**Problem statement**
Please give back only the lines below from the one containing "self.records.is_empty()" to the one containing "a page synchronously.", each repeated word for word, both ends included.

Start of Exercise materials

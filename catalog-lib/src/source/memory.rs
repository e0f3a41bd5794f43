//! In-memory record source

use std::sync::Arc;

use async_trait::async_trait;

use super::DEFAULT_PAGE_SIZE;
use super::RecordSource;
use crate::error::Error;
use crate::error::ValidationError;
use crate::model::Page;
use crate::model::Record;

/// Serves pages sliced from a fixed list of records.
///
/// Pages past the end are empty but still carry the catalog's totals.
///
/// # Example
///
/// ```
/// use catalog_lib::model::Record;
/// use catalog_lib::source::MemoryRecordSource;
///
/// let records = (1..=30).map(Record::new).collect();
/// let source = MemoryRecordSource::new(records).with_page_size(12);
/// assert_eq!(source.total_pages(), 3);
/// ```
#[derive(Debug, Clone)]
pub struct MemoryRecordSource {
    records: Arc<Vec<Record>>,
    page_size: usize,
}

impl MemoryRecordSource {
    /// Creates a source over `records` with the default page size.
    pub fn new(records: Vec<Record>) -> Self {
        Self {
            records: Arc::new(records),
            page_size: DEFAULT_PAGE_SIZE,
        }
    }

    /// Sets the page size (at least 1).
    pub fn with_page_size(mut self, page_size: usize) -> Self {
        self.page_size = page_size.max(1);
        self
    }

    /// Returns the number of records in the catalog.
    pub fn len(&self) -> usize {
        self.records.len()
    }

    /// Returns `true` if the catalog has no records.
    pub fn is_empty(&self) -> bool {
        self.records.is_empty()
    }

    /// Returns the number of pages.
    pub fn total_pages(&self) -> usize {
        self.records.len().div_ceil(self.page_size)
    }

    /// Slices out a page synchronously.
    pub fn page(&self, page_number: u32) -> Result<Page, ValidationError> {
        if page_number == 0 {
            return Err(ValidationError::PageNumber(page_number));
        }
        let start = (page_number as usize - 1).saturating_mul(self.page_size);
        let records = self
            .records
            .iter()
            .skip(start)
            .take(self.page_size)
            .cloned()
            .collect();

        Ok(Page::new(records)
            .with_page_size(self.page_size)
            .with_total_count(self.records.len())
            .with_current_page(page_number))
    }
}

#[async_trait]
impl RecordSource for MemoryRecordSource {
    async fn fetch_page(&self, page_number: u32) -> Result<Page, Error> {
        Ok(self.page(page_number)?)
    }
}

#[cfg(test)]
mod tests {
    use super::*;

    fn catalog(len: i64) -> MemoryRecordSource {
        MemoryRecordSource::new((1..=len).map(Record::new).collect()).with_page_size(12)
    }

    #[test]
    fn test_pages_are_sliced_in_order() {
        let source = catalog(30);
        let page = source.page(3).unwrap();
        assert_eq!(page.ids().collect::<Vec<_>>(), (25..=30).collect::<Vec<_>>());
        assert_eq!(page.total_count(), 30);
        assert_eq!(page.total_pages(), 3);
        assert_eq!(page.current_page(), 3);
        assert!(!page.has_next());
    }

    #[test]
    fn test_page_past_end_is_empty() {
        let page = catalog(5).page(4).unwrap();
        assert!(page.is_empty());
        assert_eq!(page.total_count(), 5);
    }

    #[tokio::test]
    async fn test_fetch_page_zero_is_invalid() {
        let err = catalog(5).fetch_page(0).await.unwrap_err();
        assert!(err.is_invalid_input());
    }

    #[test]
    fn test_page_size_never_zero() {
        let source = MemoryRecordSource::new(vec![Record::new(1)]).with_page_size(0);
        assert_eq!(source.total_pages(), 1);
    }
}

End of Exercise materials

**Result of this exercise**
        self.records.is_empty()
    }

    /// Returns the number of pages.
    pub fn total_pages(&self) -> usize {
        self.records.len().div_ceil(self.page_size)
    }

    /// Slices out a page synchronously.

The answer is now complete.